Nobody is accusing state Rep. Brad Wilson of having pulled off any secret insider deals. Nobody thinks he was trading on any confidential information he may have received while serving on the Utah Prison Relocation Commission.

On the contrary, everything that Wilson's company, Destination Homes, did in buying a tract that later turned into a cluster of townhomes, on a lot very near the long-time state prison site in Draper, could have been done by any number of people who bothered to follow the goings on in and near the Legislature.

Because anyone who was at all attuned to what has happening, what was clearly going to happen once the Legislature created a special panel known as the Prison Relocation Commission, could have made the same move Wilson did.

If, of course, they were already in the real estate developer business, as was Wilson and a significant number of his fellow Utah lawmakers.

It should have been clear to anyone paying the least bit of attention that the fix was in, even though there was nothing secret about it. The kind of fix that appears to have been fully legal, but also the kind of deal that can only make the tens of thousands of non-real estate brokers in the area look like chumps.

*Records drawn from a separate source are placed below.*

use std::time::Duration;

use bevy::prelude::*;
use crate::config::GameConfig;
use crate::shared::*;

pub struct InputPlugin;

impl Plugin for InputPlugin {
    fn build(&self, app: &mut App) {
        let repeat = app
            .world()
            .get_resource::<GameConfig>()
            .map(|c| c.input_repeat_secs)
            .unwrap_or(0.5);
        app.init_resource::<KeyBindings>()
            .insert_resource(InputGates::new(Duration::from_secs_f32(repeat)))
            .add_systems(PreUpdate, read_keyboard);
    }
}

#[derive(Resource, Debug, Clone)]
pub struct KeyBindings {
    pub up: [KeyCode; 2],
    pub down: [KeyCode; 2],
    pub left: [KeyCode; 2],
    pub right: [KeyCode; 2],
    pub confirm: [KeyCode; 2],
}

impl Default for KeyBindings {
    fn default() -> Self {
        Self {
            up: [KeyCode::KeyW, KeyCode::ArrowUp],
            down: [KeyCode::KeyS, KeyCode::ArrowDown],
            left: [KeyCode::KeyA, KeyCode::ArrowLeft],
            right: [KeyCode::KeyD, KeyCode::ArrowRight],
            confirm: [KeyCode::Space, KeyCode::Enter],
        }
    }
}

/// Turns a held control into discrete presses: fires on the first frame it
/// is down, then once per `interval` while it stays down.
#[derive(Debug, Clone)]
pub struct RepeatGate {
    interval: Duration,
    held: Option<Timer>,
}

impl RepeatGate {
    pub fn new(interval: Duration) -> Self {
        Self { interval, held: None }
    }

    pub fn update(&mut self, down: bool, delta: Duration) -> bool {
        if !down {
            self.held = None;
            return false;
        }
        match self.held.as_mut() {
            None => {
                self.held = Some(Timer::new(self.interval, TimerMode::Repeating));
                true
            }
            Some(timer) => timer.tick(delta).just_finished(),
        }
    }
}

#[derive(Resource, Debug, Clone)]
pub struct InputGates {
    pub up: RepeatGate,
    pub down: RepeatGate,
    pub left: RepeatGate,
    pub right: RepeatGate,
    pub confirm: RepeatGate,
}

impl InputGates {
    pub fn new(interval: Duration) -> Self {
        Self {
            up: RepeatGate::new(interval),
            down: RepeatGate::new(interval),
            left: RepeatGate::new(interval),
            right: RepeatGate::new(interval),
            confirm: RepeatGate::new(interval),
        }
    }
}

/// The single point where hardware input becomes game intents.
fn read_keyboard(
    time: Res<Time>,
    keys: Res<ButtonInput<KeyCode>>,
    bindings: Res<KeyBindings>,
    mut gates: ResMut<InputGates>,
    mut input: ResMut<PlayerInput>,
) {
    let delta = time.delta();
    let held = |codes: &[KeyCode; 2]| keys.any_pressed(codes.iter().copied());

    *input = PlayerInput {
        up: gates.up.update(held(&bindings.up), delta),
        down: gates.down.update(held(&bindings.down), delta),
        left: gates.left.update(held(&bindings.left), delta),
        right: gates.right.update(held(&bindings.right), delta),
        confirm: gates.confirm.update(held(&bindings.confirm), delta),
    };
}
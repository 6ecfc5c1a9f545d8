//! Stockscan Common - shared configuration, error types and logging.
//!
//! This crate provides:
//! - Configuration types and loading
//! - Error types and handling utilities
//! - Logging setup

#![warn(clippy::all)]
#![allow(clippy::pedantic)]

pub mod config;
pub mod error;
pub mod logging;

pub use config::{
    Config, DataSourceConfig, ExportConfig, ObservabilityConfig, ScannerConfig, ThresholdConfig,
    UniverseConfig,
};
pub use error::{Error, Result, ResultExt};
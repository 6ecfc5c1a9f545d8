//! Per-ticker evaluation.
//!
//! Fetches one ticker's prices, snapshot and statements, computes the metric
//! set and applies the threshold predicate. Every failure along the way
//! becomes a [`SkipReason`]; nothing escapes as an error to the scan.

use std::sync::Arc;
use stockscan_common::config::ThresholdConfig;
use thiserror::Error;

use crate::data::{DataProvider, Interval, LineItem, ProviderError, ReturnSeries};
use crate::metrics::{self, Metric, Truth};

use super::config::ScreenerConfig;
use super::record::{MetricSet, ScanRecord};

/// Why a ticker produced no record.
#[derive(Debug, Clone, Error)]
pub enum SkipReason {
    #[error("insufficient history: {observations} returns, {required} required")]
    InsufficientHistory { observations: usize, required: usize },

    #[error("{0}")]
    Provider(#[from] ProviderError),

    #[error("timed out after {0:?}")]
    TimedOut(std::time::Duration),

    #[error("evaluation panicked: {0}")]
    Panicked(String),
}

impl SkipReason {
    /// Whether the skip is routine for a broad universe and only worth a
    /// debug line: short history, or a permanent provider answer such as an
    /// unlisted symbol. Transient provider failures, timeouts and panics are
    /// not.
    pub fn is_expected(&self) -> bool {
        match self {
            Self::InsufficientHistory { .. } => true,
            Self::Provider(e) => !e.is_recoverable(),
            Self::TimedOut(_) | Self::Panicked(_) => false,
        }
    }
}

/// Evaluate the composite screen.
///
/// ```text
/// (PE < max_pe OR EV/EBITDA < max_ev_ebitda)
///   AND rev_growth > min AND eps_growth > min
///   AND sortino > min AND alpha > min AND croci > min
/// ```
///
/// Undefined metrics compare as `Unknown`. The valuation leg is a Kleene
/// OR, so one defined passing leg satisfies it even if the other is
/// undefined.
pub fn screen(metrics: &MetricSet, thresholds: &ThresholdConfig) -> Truth {
    let valuation = metrics
        .pe
        .lt(thresholds.max_pe)
        .or(metrics.ev_to_ebitda.lt(thresholds.max_ev_ebitda));

    valuation
        .and(metrics.revenue_growth_pct.gt(thresholds.min_revenue_growth_pct))
        .and(metrics.eps_growth_pct.gt(thresholds.min_eps_growth_pct))
        .and(metrics.sortino.gt(thresholds.min_sortino))
        .and(metrics.alpha.gt(thresholds.min_alpha))
        .and(metrics.croci_pct.gt(thresholds.min_croci_pct))
}

/// Whether the metric set passes. Unknown counts as a failure.
pub fn passes(metrics: &MetricSet, thresholds: &ThresholdConfig) -> bool {
    screen(metrics, thresholds).is_true()
}

/// Evaluates single tickers against a shared benchmark.
pub struct TickerEvaluator<P: DataProvider> {
    provider: Arc<P>,
    config: ScreenerConfig,
}

impl<P: DataProvider> TickerEvaluator<P> {
    pub fn new(provider: Arc<P>, config: ScreenerConfig) -> Self {
        Self { provider, config }
    }

    pub fn config(&self) -> &ScreenerConfig {
        &self.config
    }

    /// Produce a record for `ticker`, or the reason it has none.
    pub async fn evaluate(
        &self,
        ticker: &str,
        benchmark: &ReturnSeries,
    ) -> Result<ScanRecord, SkipReason> {
        let history = self
            .provider
            .get_price_history(ticker, self.config.lookback, Interval::Daily)
            .await?;

        let returns = history.returns();
        if returns.len() < self.config.min_observations {
            return Err(SkipReason::InsufficientHistory {
                observations: returns.len(),
                required: self.config.min_observations,
            });
        }

        let (info, income, cash_flow, balance_sheet) = tokio::try_join!(
            self.provider.get_snapshot_info(ticker),
            self.provider.get_income_statement(ticker),
            self.provider.get_cash_flow(ticker),
            self.provider.get_balance_sheet(ticker),
        )?;

        let values: Vec<f64> = returns.values().collect();
        let metrics = MetricSet {
            pe: Metric::from(info.trailing_pe),
            ev_to_ebitda: Metric::from(info.ev_to_ebitda),
            revenue_growth_pct: metrics::yoy_growth(&income, LineItem::TotalRevenue),
            eps_growth_pct: metrics::yoy_growth(&income, LineItem::DilutedEps),
            sortino: metrics::sortino_ratio(&values, self.config.minimum_acceptable_return),
            alpha: metrics::annualised_alpha(
                &returns,
                benchmark,
                self.config.min_alpha_overlap,
                self.config.periods_per_year,
            ),
            croci_pct: metrics::croci(&cash_flow, &balance_sheet),
        };

        let passed = passes(&metrics, &self.config.thresholds);
        Ok(ScanRecord::new(ticker, metrics, passed))
    }
}
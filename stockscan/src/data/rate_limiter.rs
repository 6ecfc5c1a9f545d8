//! Token bucket rate limiter for outbound API requests.
//!
//! Scans run several ticker evaluations concurrently, each issuing several
//! requests. The limiter spreads those requests so the provider does not
//! start answering with 429s halfway through a universe.

use std::sync::Arc;
use std::time::Duration;
use tokio::sync::Mutex;
use tokio::time::Instant;
use tracing::debug;

#[derive(Debug)]
struct Bucket {
    tokens: f64,
    last_refill: Instant,
}

/// A token bucket rate limiter.
///
/// Holds up to one second worth of requests and refills continuously at
/// `requests_per_minute / 60` tokens per second.
#[derive(Debug)]
pub struct RateLimiter {
    name: String,
    capacity: f64,
    refill_per_sec: f64,
    bucket: Mutex<Bucket>,
}

/// Rate limiter shared between clones of an adapter.
pub type SharedRateLimiter = Arc<RateLimiter>;

impl RateLimiter {
    /// Create a limiter allowing `requests_per_minute` (minimum 1).
    pub fn new(name: impl Into<String>, requests_per_minute: u32) -> Self {
        let rpm = requests_per_minute.max(1) as f64;
        let refill_per_sec = rpm / 60.0;
        let capacity = refill_per_sec.ceil().max(1.0);

        Self {
            name: name.into(),
            capacity,
            refill_per_sec,
            bucket: Mutex::new(Bucket {
                tokens: capacity,
                last_refill: Instant::now(),
            }),
        }
    }

    /// Take a token if one is available.
    pub async fn try_acquire(&self) -> bool {
        let mut bucket = self.bucket.lock().await;
        self.refill(&mut bucket);
        if bucket.tokens >= 1.0 {
            bucket.tokens -= 1.0;
            true
        } else {
            false
        }
    }

    /// Take a token, sleeping until one is available.
    pub async fn acquire(&self) {
        loop {
            let wait = {
                let mut bucket = self.bucket.lock().await;
                self.refill(&mut bucket);
                if bucket.tokens >= 1.0 {
                    bucket.tokens -= 1.0;
                    return;
                }
                let missing = 1.0 - bucket.tokens;
                Duration::from_secs_f64(missing / self.refill_per_sec)
            };

            let wait = wait.clamp(Duration::from_millis(10), Duration::from_secs(1));
            debug!(limiter = %self.name, wait_ms = wait.as_millis() as u64, "Rate limited, waiting for token");
            tokio::time::sleep(wait).await;
        }
    }

    /// Currently available whole tokens.
    pub async fn available(&self) -> u32 {
        let mut bucket = self.bucket.lock().await;
        self.refill(&mut bucket);
        bucket.tokens.floor() as u32
    }

    fn refill(&self, bucket: &mut Bucket) {
        let now = Instant::now();
        let elapsed = now.duration_since(bucket.last_refill).as_secs_f64();
        bucket.tokens = (bucket.tokens + elapsed * self.refill_per_sec).min(self.capacity);
        bucket.last_refill = now;
    }
}

#[cfg(test)]
mod tests {
    use super::*;

    #[tokio::test]
    async fn test_capacity_is_one_second_of_requests() {
        let limiter = RateLimiter::new("test", 300);
        assert_eq!(limiter.available().await, 5);
        for _ in 0..5 {
            assert!(limiter.try_acquire().await);
        }
        assert!(!limiter.try_acquire().await);
    }

    #[tokio::test]
    async fn test_minimum_capacity() {
        let limiter = RateLimiter::new("slow", 0);
        assert_eq!(limiter.available().await, 1);
    }

    #[tokio::test(start_paused = true)]
    async fn test_acquire_waits_for_refill() {
        let limiter = RateLimiter::new("test", 60);
        limiter.acquire().await;
        assert!(!limiter.try_acquire().await);

        let start = tokio::time::Instant::now();
        limiter.acquire().await;
        assert!(start.elapsed() >= Duration::from_millis(10));
    }
}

That the Legislature, led by Draper's own, House Speaker Greg Hughes, was hot to move the prison somewhere else and turn the 700-acre prison site into something else, something that would create a lot of wealth for anyone who had a hand in transforming it from so much tax-exempt government property to a development of either thousands more homes, dozens more shopping centers and/or a high-tech office park.

Wilson and other politicians who are involved in land development around the old prison site deny any conflict of interest, and certainly deny that they did anything illegal. Wilson notes that his development, Sunflower Crossing, was all envisioned, planned, constructed and sold before the body he was a member of selected a prison site. So, he argues, it's not as if the value of the property he bought and sold as a developer increased because of what he did as a lawmaker.

Maybe not. Maybe it shot up in value because of what other members of the Legislature did, what everyone knew they were going to do, and Wilson was just one of those people who were in a position to take advantage of it.

Even if there was no insider trading going on, Wilson's project — undisclosed during all the prison deliberations — suggests once again that the whole idea behind moving the prison, apparently to a swampy area near the airport, was pursued not so much for any improvements it might make to the state's criminal justice system but for vast expanse of open dirt that would be left behind.